Search the listing for the string "RsaCbcConfig" and copy every line that contains it.
◆ ◆ ◆ ◆ ◆ ◆ ◆
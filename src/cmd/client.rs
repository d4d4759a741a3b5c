use crate::cmd::{Cmd, RsaCbcConfig};
use crate::session::{ClientSession, Transport};
use clap::{value_parser, Arg, ArgAction, ArgMatches, Command};
use std::io::{BufRead, Write};
use std::net::TcpStream;

pub struct ClientCmd;

impl ClientCmd {
    fn send<T: Transport>(session: &mut ClientSession<T>, msg: &str) -> anyhow::Result<()> {
        let ack = session.send_message(msg)?;
        print!("Server response: {ack}");
        if !ack.ends_with('\n') {
            println!();
        }
        Ok(())
    }

    fn interactive<T: Transport>(session: &mut ClientSession<T>) -> anyhow::Result<()> {
        let (stdin, mut line) = (std::io::stdin(), String::new());
        loop {
            print!("Enter message (or '.' to quit): ");
            std::io::stdout().flush()?;

            line.clear();
            if stdin.lock().read_line(&mut line)? == 0 {
                break;
            }

            let msg = line.trim_end_matches(['\r', '\n']);
            if msg == "." {
                break;
            }

            Self::send(session, msg)?;
        }

        Ok(())
    }
}

impl Cmd for ClientCmd {
    const NAME: &'static str = "client";

    fn cmd() -> Command {
        Command::new(Self::NAME)
            .about("receive the server public key and send rsa-cbc encrypted messages")
            .arg(
                Arg::new("host")
                    .long("host")
                    .short('H')
                    .action(ArgAction::Set)
                    .required(false)
                    .value_parser(value_parser!(String))
                    .help("to specify the server address"),
            )
            .arg(
                Arg::new("port")
                    .long("port")
                    .short('p')
                    .action(ArgAction::Set)
                    .required(false)
                    .value_parser(value_parser!(u16))
                    .help("to specify the server port"),
            )
            .arg(
                Arg::new("msg")
                    .long("message")
                    .short('m')
                    .action(ArgAction::Append)
                    .required(false)
                    .value_parser(value_parser!(String))
                    .help("to specify the messages to send, read messages from stdin when not specified"),
            )
    }

    fn run(&self, m: &ArgMatches) -> anyhow::Result<()> {
        let cfg = RsaCbcConfig::config();
        let (host, port) = (
            m.get_one::<String>("host").unwrap_or(&cfg.host),
            m.get_one::<u16>("port").copied().unwrap_or(cfg.port),
        );

        log::info!("connecting to {host}:{port}");
        let stream = TcpStream::connect((host.as_str(), port))?;
        log::info!("connected to {}", stream.peer_addr()?);

        let mut session = ClientSession::connect(stream, cfg.max_payload)?;
        let res = match m.get_many::<String>("msg") {
            Some(msgs) => msgs
                .into_iter()
                .try_for_each(|msg| Self::send(&mut session, msg)),
            None => Self::interactive(&mut session),
        };

        session.close();
        log::info!("shutting down");
        res
    }
}
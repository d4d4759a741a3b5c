use std::io::{self, ErrorKind, Read, Write};
use std::net::{Shutdown, TcpStream};

/// Reliable, ordered byte stream over an already established connection.
pub trait Transport {
    /// 写出全部数据, 返回写出的字节数
    fn send(&mut self, data: &[u8]) -> io::Result<usize>;

    /// 读取至多`max_len`字节, 返回空表示对端已关闭
    fn receive(&mut self, max_len: usize) -> io::Result<Vec<u8>>;

    /// 关闭连接的读写两端
    fn shutdown(&mut self) -> io::Result<()>;
}

impl<T: Transport + ?Sized> Transport for &mut T {
    fn send(&mut self, data: &[u8]) -> io::Result<usize> {
        (**self).send(data)
    }

    fn receive(&mut self, max_len: usize) -> io::Result<Vec<u8>> {
        (**self).receive(max_len)
    }

    fn shutdown(&mut self) -> io::Result<()> {
        (**self).shutdown()
    }
}

impl Transport for TcpStream {
    fn send(&mut self, data: &[u8]) -> io::Result<usize> {
        self.write_all(data)?;
        self.flush()?;
        Ok(data.len())
    }

    fn receive(&mut self, max_len: usize) -> io::Result<Vec<u8>> {
        let mut buf = vec![0u8; max_len];
        loop {
            match self.read(buf.as_mut_slice()) {
                Ok(n) => {
                    buf.truncate(n);
                    return Ok(buf);
                }
                Err(e) if e.kind() == ErrorKind::Interrupted => continue,
                Err(e) => return Err(e),
            }
        }
    }

    fn shutdown(&mut self) -> io::Result<()> {
        TcpStream::shutdown(self, Shutdown::Both)
    }
}

#[cfg(test)]
pub(crate) mod scripted {
    use super::Transport;
    use std::collections::VecDeque;
    use std::io;

    /// 按顺序返回预先写好的读取结果, 读完之后表现为对端关闭
    #[derive(Default)]
    pub(crate) struct ScriptedTransport {
        pub(crate) incoming: VecDeque<io::Result<Vec<u8>>>,
        pub(crate) sent: Vec<Vec<u8>>,
        pub(crate) closed: bool,
    }

    impl ScriptedTransport {
        pub(crate) fn new<I: IntoIterator<Item = Vec<u8>>>(incoming: I) -> Self {
            Self {
                incoming: incoming.into_iter().map(Ok).collect(),
                sent: Vec::new(),
                closed: false,
            }
        }

        pub(crate) fn sent_str(&self, idx: usize) -> String {
            String::from_utf8_lossy(self.sent[idx].as_slice()).into_owned()
        }
    }

    impl Transport for ScriptedTransport {
        fn send(&mut self, data: &[u8]) -> io::Result<usize> {
            self.sent.push(data.to_vec());
            Ok(data.len())
        }

        fn receive(&mut self, max_len: usize) -> io::Result<Vec<u8>> {
            match self.incoming.pop_front() {
                Some(Ok(mut data)) => {
                    if data.len() > max_len {
                        let rest = data.split_off(max_len);
                        self.incoming.push_front(Ok(rest));
                    }
                    Ok(data)
                }
                Some(Err(e)) => Err(e),
                None => Ok(Vec::new()),
            }
        }

        fn shutdown(&mut self) -> io::Result<()> {
            self.closed = true;
            Ok(())
        }
    }
}
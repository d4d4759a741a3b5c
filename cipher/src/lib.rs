mod error;
pub use error::CipherError;

pub use rand::{DefaultRand, Rand, SeededRand};

pub mod block_cipher;
pub use block_cipher::{BlockDecrypt, BlockEncrypt};

pub mod cipher_mode;
pub use cipher_mode::CBC;

pub mod rsa;
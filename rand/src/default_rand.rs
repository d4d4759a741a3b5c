use crate::Rand;
use xrand::rngs::{OsRng, StdRng};
use xrand::{RngCore, SeedableRng};

/// 默认使用OsRng <br>
///
/// Stateless handle, every session can own a copy without synchronisation.
#[derive(Copy, Clone, Default)]
pub struct DefaultRand {
    rng: OsRng,
}

impl Rand for DefaultRand {
    fn rand(&mut self, random: &mut [u8]) {
        self.rng.fill_bytes(random);
    }
}

/// Reproducible byte stream, only meant for tests and benchmarks.
#[derive(Clone)]
pub struct SeededRand {
    rng: StdRng,
}

impl SeededRand {
    pub fn new(seed: u64) -> Self {
        Self {
            rng: StdRng::seed_from_u64(seed),
        }
    }
}

impl Default for SeededRand {
    fn default() -> Self {
        Self::new(0)
    }
}

impl Rand for SeededRand {
    fn rand(&mut self, random: &mut [u8]) {
        self.rng.fill_bytes(random);
    }
}
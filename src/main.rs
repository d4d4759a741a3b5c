use clap::{value_parser, Arg, ArgAction, Command};
use log::LevelFilter;
use rsacbc::cmd::{ClientCmd, Cmd, DemoCmd, RsaCbcConfig, ServerCmd};
use rsacbc::log_error;
use std::path::PathBuf;

fn main() {
    env_logger::builder()
        .filter_level(LevelFilter::Info)
        .parse_default_env()
        .init();

    let version = env!("RSACBC_VERSION_INFO");
    let app = Command::new("rsacbc")
        .version(version)
        .about("rsa-cbc encrypted messages over tcp")
        .arg(
            Arg::new("config")
                .long("config")
                .short('c')
                .action(ArgAction::Set)
                .required(false)
                .global(true)
                .value_parser(value_parser!(PathBuf))
                .help("to specify the config file(json/json5)"),
        )
        .subcommand(ServerCmd::cmd())
        .subcommand(ClientCmd::cmd())
        .subcommand(DemoCmd::cmd())
        .get_matches();

    let config = app.get_one::<PathBuf>("config").map(PathBuf::as_path);
    if log_error(RsaCbcConfig::init(config)).is_none() {
        std::process::exit(1);
    }

    let res = match app.subcommand() {
        Some((ServerCmd::NAME, m)) => ServerCmd.run(m),
        Some((ClientCmd::NAME, m)) => ClientCmd.run(m),
        Some((DemoCmd::NAME, m)) => DemoCmd.run(m),
        Some((name, _)) => Err(anyhow::anyhow!("unsupport for {name}")),
        None => {
            println!(
                "{} {} {}",
                env!("CARGO_PKG_NAME"),
                version,
                env!("RSACBC_GIT_INFO")
            );
            Ok(())
        }
    };

    if log_error(res).is_none() {
        std::process::exit(1);
    }
}
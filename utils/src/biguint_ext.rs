use num_bigint::{BigInt, BigUint};
use num_integer::Integer;
use num_traits::{One, Zero};
use rand::Rand;
use std::borrow::Borrow;
use std::cmp::Ordering;
use std::ops::Deref;

pub struct BigUintExt<T: Borrow<BigUint>>(pub T);

impl<T: Borrow<BigUint>> Deref for BigUintExt<T> {
    type Target = BigUint;
    fn deref(&self) -> &Self::Target {
        self.0.borrow()
    }
}

impl<T: Borrow<BigUint>> PartialEq<Self> for BigUintExt<T> {
    fn eq(&self, other: &Self) -> bool {
        self.deref().eq(other.deref())
    }
}

impl<T: Borrow<BigUint>> Eq for BigUintExt<T> {}

impl<T: Borrow<BigUint>> PartialOrd<Self> for BigUintExt<T> {
    fn partial_cmp(&self, other: &Self) -> Option<Ordering> {
        Some(self.cmp(other))
    }
}

impl<T: Borrow<BigUint>> Ord for BigUintExt<T> {
    fn cmp(&self, other: &Self) -> Ordering {
        self.deref().cmp(other.deref())
    }
}

impl<T: Borrow<BigUint>> PartialEq<BigUint> for BigUintExt<T> {
    fn eq(&self, other: &BigUint) -> bool {
        self.deref().eq(other)
    }
}

impl<T: Borrow<BigUint>> PartialOrd<BigUint> for BigUintExt<T> {
    fn partial_cmp(&self, other: &BigUint) -> Option<Ordering> {
        self.deref().partial_cmp(other)
    }
}

impl<T: Borrow<BigUint>> BigUintExt<T> {
    /// <<算法导论>>
    /// 扩展欧几里得算法: 维护余数对`(r, new_r)`与系数对`(t, new_t)`, 每轮`q = r / new_r`,
    /// `new_t = t - q * new_t`, `new_r = r - q * new_r`, 直到`new_r = 0`. 此时`r = gcd(self, modulus)`.
    ///
    /// self * inv = 1 \mod modulus, `gcd(self, modulus) != 1`或`modulus = 0`时返回None
    pub fn modinv(&self, modulus: &BigUint) -> Option<BigUint> {
        if modulus.is_zero() {
            return None;
        }

        let n = BigInt::from(modulus.clone());
        let (mut t, mut new_t) = (BigInt::zero(), BigInt::one());
        let (mut r, mut new_r) = (n.clone(), BigInt::from(self.deref().clone()));

        while !new_r.is_zero() {
            let q = &r / &new_r;

            let next_t = &t - &q * &new_t;
            t = std::mem::replace(&mut new_t, next_t);

            let next_r = &r - &q * &new_r;
            r = std::mem::replace(&mut new_r, next_r);
        }

        if !r.is_one() {
            return None;
        }

        // t可能为负数, 调整到[0, modulus)
        t.mod_floor(&n).to_biguint()
    }

    // 生成[0..self)之间的随机数, self为0时返回0
    pub fn gen_random<R: Rand>(&self, rng: &mut R) -> BigUint {
        let bits = self.bits() as usize;
        if bits == 0 {
            return BigUint::zero();
        }

        let (mut n, top) = (vec![0u8; (bits + 7) >> 3], bits & 7);
        loop {
            rng.rand(n.as_mut_slice());
            // 清除大于bits的位, 降低拒绝采样的次数
            if top != 0 {
                if let Some(x) = n.last_mut() {
                    *x &= (1u8 << top) - 1;
                }
            }

            let r = BigUint::from_bytes_le(n.as_slice());
            if self.deref() > &r {
                return r;
            }
        }
    }

    /// 在闭区间`[low, self]`中均匀的生成随机数, `low > self`时返回None
    pub fn gen_range<R: Rand>(&self, low: &BigUint, rng: &mut R) -> Option<BigUint> {
        if low > self.deref() {
            return None;
        }

        let span = BigUintExt(self.deref() - low + 1u32);
        Some(span.gen_random(rng) + low)
    }

    /// Miller-Rabin probabilistic prime test.
    ///
    /// `test_rounds` random witnesses are drawn from `[2, n-2]`, at least one round is always run.
    /// For a composite `n` the probability of a false `true` is at most $4^{-rounds}$.
    /// Values below 2 and even values above 2 are rejected without drawing any witness.
    pub fn probably_prime_test<Rng: Rand>(&self, test_rounds: usize, rng: &mut Rng) -> bool {
        let n = self.deref();
        if n <= &BigUint::one() {
            return false;
        } else if n.bits() <= 2 {
            // 2, 3
            return true;
        } else if n.is_even() {
            return false;
        }

        // n - 1 = d * 2^s, d是奇数
        let n_m1 = n - 1u32;
        let s = n_m1.trailing_zeros().unwrap_or(0);
        let d = &n_m1 >> s;
        let (n_m2, two) = (BigUintExt(n - 2u32), BigUint::from(2u8));

        for _ in 0..test_rounds.max(1) {
            let Some(a) = n_m2.gen_range(&two, rng) else {
                return false;
            };

            if self.miller_rabin_witness(s, &d, &n_m1, &a) {
                return false;
            }
        }

        true
    }

    /// 判断`a`是否能证明`n`是合数, n - 1 = 2^s * d.
    /// 序列a^d, a^{2d}, ..., a^{2^{s-1}d} (mod n)中, 首项不为1且所有项都不为n-1时, n是合数.
    fn miller_rabin_witness(&self, s: u64, d: &BigUint, n_m1: &BigUint, a: &BigUint) -> bool {
        let n = self.deref();
        let mut x = a.modpow(d, n);
        if x.is_one() || &x == n_m1 {
            return false;
        }

        for _ in 1..s {
            x = &x * &x % n;
            if &x == n_m1 {
                return false;
            }
        }

        true
    }
}

impl BigUintExt<BigUint> {
    /// 生成恰好`bits_len`位的奇数候选值: 最高位置1保证位长, 最低位置1保证奇数.
    pub fn prime_candidate<Rng: Rand>(bits_len: usize, rng: &mut Rng) -> Result<BigUint, String> {
        if bits_len < 2 {
            return Err("prime size must at least 2-bits".to_string());
        }

        let (mut p, b) = (
            vec![0u8; (bits_len + 7) >> 3],
            if (bits_len & 7) == 0 { 8 } else { bits_len & 7 },
        );
        rng.rand(p.as_mut_slice());

        if let Some(x) = p.last_mut() {
            if b != 8 {
                *x &= (1u8 << b) - 1;
            }
            *x |= 1 << (b - 1);
        }

        if let Some(x) = p.first_mut() {
            *x |= 1;
        }

        Ok(BigUint::from_bytes_le(p.as_slice()))
    }

    /// 不断生成候选值并用Miller-Rabin测试, 直到找到素数为止. 不限制尝试次数,
    /// 需要截止时间或者次数限制时, 调用方自行组合`prime_candidate`与`probably_prime_test`.
    pub fn generate_prime<Rng: Rand>(
        bits_len: usize,
        test_round_num: usize,
        rng: &mut Rng,
    ) -> Result<BigUint, String> {
        loop {
            let candidate = Self::prime_candidate(bits_len, rng)?;
            if BigUintExt(&candidate).probably_prime_test(test_round_num, rng) {
                return Ok(candidate);
            }
        }
    }
}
◆ ◆ ◆ ◆ ◆ ◆ ◆
**EXERCISE SOLUTION**
use crate::cmd::{Cmd, RsaCbcConfig};
        let cfg = RsaCbcConfig::config();
use rsacbc::cmd::{ClientCmd, Cmd, DemoCmd, RsaCbcConfig, ServerCmd};
    if log_error(RsaCbcConfig::init(config)).is_none() {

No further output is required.